During in vitro fertilization, after egg and sperm are combined in a lab, chromosomally abnormal embryos that would not survive a pregnancy are frequently destroyed, and other healthy embryos could be, too – doctors will implant only one embryo in a person's uterus. Because Texas Fertility Center was already storing these embryos in Nevada, where abortion remains legal, Silverberg said this has not become an issue. Current Texas abortion laws do not specifically address the disposition of such embryos.

With other types of fertility treatments – including drugs which boost the number of eggs maturing in the ovaries ahead of ovulation – there is the rare possibility that a person will have more simultaneous pregnancies than can be safely carried to term. Prior to Dobbs, Texans in this situation would undergo a selective fetal reduction procedure to allow for one successful pregnancy, Silver­berg said. Now, he would advise patients with multiple pregnancies – a handful, he says, of the thousands he sees each year – to leave the state for that procedure.
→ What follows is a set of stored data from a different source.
/// Signed session token issuing and verification
///
/// Session tokens are HMAC-signed JWTs that carry a single subject (a user id,
/// or the bootstrap administrator name) together with issue and expiry
/// timestamps. The lifetime is configured once and is the single source for
/// both the token `exp` claim and the session cookie max-age.
///
/// # Security
///
/// - **Algorithms**: HS256 (default), HS384, HS512
/// - **Expiration**: validated with zero leeway
/// - **Secret Management**: secrets should be at least 32 bytes
///
/// # Example
///
/// ```
/// use teamdesk_shared::auth::jwt::{TokenIssuer, TokenSettings};
/// use chrono::Duration;
///
/// # fn example() -> Result<(), Box<dyn std::error::Error>> {
/// let issuer = TokenIssuer::new(&TokenSettings {
///     secret: "your-secret-key-at-least-32-bytes-long".to_string(),
///     algorithm: "HS256".to_string(),
///     ttl: Duration::minutes(30),
/// })?;
///
/// let token = issuer.issue("42")?;
/// assert_eq!(issuer.verify(&token)?, "42");
/// # Ok(())
/// # }
/// ```

use chrono::{Duration, Utc};
use jsonwebtoken::{decode, encode, Algorithm, DecodingKey, EncodingKey, Header, Validation};
use serde::{Deserialize, Serialize};

/// Error type for token operations
#[derive(Debug, thiserror::Error)]
pub enum TokenError {
    /// Signature mismatch, malformed payload or expired token
    #[error("Invalid token: {0}")]
    InvalidToken(String),

    /// Payload verified but carries no subject
    #[error("Token has no subject")]
    MissingSubject,

    /// Failed to sign a token
    #[error("Failed to create token: {0}")]
    Encode(String),

    /// Configured algorithm is not an HMAC algorithm
    #[error("Unsupported token algorithm: {0}")]
    UnsupportedAlgorithm(String),
}

/// Token payload
#[derive(Debug, Clone, Serialize, Deserialize)]
pub struct Claims {
    /// Subject: user id rendered as a string, or the bootstrap admin name
    #[serde(default, skip_serializing_if = "Option::is_none")]
    pub sub: Option<String>,

    /// Issued at (Unix timestamp)
    pub iat: i64,

    /// Expiration time (Unix timestamp)
    pub exp: i64,
}

impl Claims {
    /// Creates claims for `subject` expiring `ttl` from now
    pub fn new(subject: impl Into<String>, ttl: Duration) -> Self {
        let now = Utc::now();
        Self {
            sub: Some(subject.into()),
            iat: now.timestamp(),
            exp: (now + ttl).timestamp(),
        }
    }
}

/// Raw settings used to build a [`TokenIssuer`]
#[derive(Debug, Clone)]
pub struct TokenSettings {
    pub secret: String,
    pub algorithm: String,
    pub ttl: Duration,
}

/// Issues and verifies session tokens with a fixed key and lifetime
///
/// Built once at startup and shared through application state.
#[derive(Clone)]
pub struct TokenIssuer {
    encoding: EncodingKey,
    decoding: DecodingKey,
    algorithm: Algorithm,
    ttl: Duration,
}

impl std::fmt::Debug for TokenIssuer {
    fn fmt(&self, f: &mut std::fmt::Formatter<'_>) -> std::fmt::Result {
        f.debug_struct("TokenIssuer")
            .field("algorithm", &self.algorithm)
            .field("ttl", &self.ttl)
            .finish_non_exhaustive()
    }
}

impl TokenIssuer {
    /// Builds an issuer from settings
    ///
    /// # Errors
    ///
    /// Returns `TokenError::UnsupportedAlgorithm` for anything other than
    /// HS256, HS384 or HS512.
    pub fn new(settings: &TokenSettings) -> Result<Self, TokenError> {
        let algorithm = parse_algorithm(&settings.algorithm)?;
        let secret = settings.secret.as_bytes();

        Ok(Self {
            encoding: EncodingKey::from_secret(secret),
            decoding: DecodingKey::from_secret(secret),
            algorithm,
            ttl: settings.ttl,
        })
    }

    /// Configured token lifetime
    pub fn ttl(&self) -> Duration {
        self.ttl
    }

    /// Issues a token for `subject` with the configured lifetime
    pub fn issue(&self, subject: &str) -> Result<String, TokenError> {
        self.issue_with_ttl(subject, self.ttl)
    }

    /// Issues a token for `subject` with an explicit lifetime
    pub fn issue_with_ttl(&self, subject: &str, ttl: Duration) -> Result<String, TokenError> {
        self.encode(&Claims::new(subject, ttl))
    }

    /// Signs arbitrary claims
    pub fn encode(&self, claims: &Claims) -> Result<String, TokenError> {
        encode(&Header::new(self.algorithm), claims, &self.encoding)
            .map_err(|e| TokenError::Encode(e.to_string()))
    }

    /// Verifies signature and expiry and returns the decoded claims
    ///
    /// # Errors
    ///
    /// Returns `TokenError::InvalidToken` on a bad signature, a malformed
    /// payload or an expired token.
    pub fn decode(&self, token: &str) -> Result<Claims, TokenError> {
        let mut validation = Validation::new(self.algorithm);
        validation.leeway = 0;
        validation.validate_exp = true;

        decode::<Claims>(token, &self.decoding, &validation)
            .map(|data| data.claims)
            .map_err(|e| match e.kind() {
                jsonwebtoken::errors::ErrorKind::ExpiredSignature => {
                    TokenError::InvalidToken("token has expired".to_string())
                }
                _ => TokenError::InvalidToken(e.to_string()),
            })
    }

    /// Verifies a token and returns its subject
    ///
    /// # Errors
    ///
    /// `InvalidToken` as for [`TokenIssuer::decode`], `MissingSubject` when
    /// the payload verifies but has no `sub`.
    pub fn verify(&self, token: &str) -> Result<String, TokenError> {
        self.decode(token)?.sub.ok_or(TokenError::MissingSubject)
    }
}

fn parse_algorithm(name: &str) -> Result<Algorithm, TokenError> {
    match name.trim().to_ascii_uppercase().as_str() {
        "HS256" => Ok(Algorithm::HS256),
        "HS384" => Ok(Algorithm::HS384),
        "HS512" => Ok(Algorithm::HS512),
        other => Err(TokenError::UnsupportedAlgorithm(other.to_string())),
    }
}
At the same time, he's noticed a sharp increase in the number of people seeking IVF, as fewer people opt for the less invasive and less expensive treatments. He said patients seemingly prefer the guarantee of a healthy, chromosomally normal embryo that IVF offers over the risk of getting 10 or 11 weeks into a pregnancy and needing abortion care that doctors can't provide in Texas. The shift has been going on for about a year – the state's six-week ban, Senate Bill 8, took effect in September 2021 – and picked up speed after the Dobbs ruling was leaked in May. His clinic used to provide IVF services for about 30% of its patients and drug treatments for the rest; now, he estimates it's about 60% IVF. "One of the unintended consequences, one of the downstream effects of this is this is going to make expenses go up. You have a lot of people who could get pregnant with $500 [injections] spending $18,000 [on IVF]."

Fetal Personhood

A personhood bill, such as the one filed last session as House Bill 1623, "is what everybody in the IVF community lives in fear of," Silverberg said. That bill, however, simultaneously stated that "personhood is God-given, as all persons are created in the image of God," and that "this chapter may not be construed to prohibit … in vitro fertilization or other assisted reproduction."

It remains to be seen whether a law that grants personhood to a just-fertilized being in the womb but not in the lab can stand up, but Silverberg is confident his IVF patients shouldn't have to worry either way.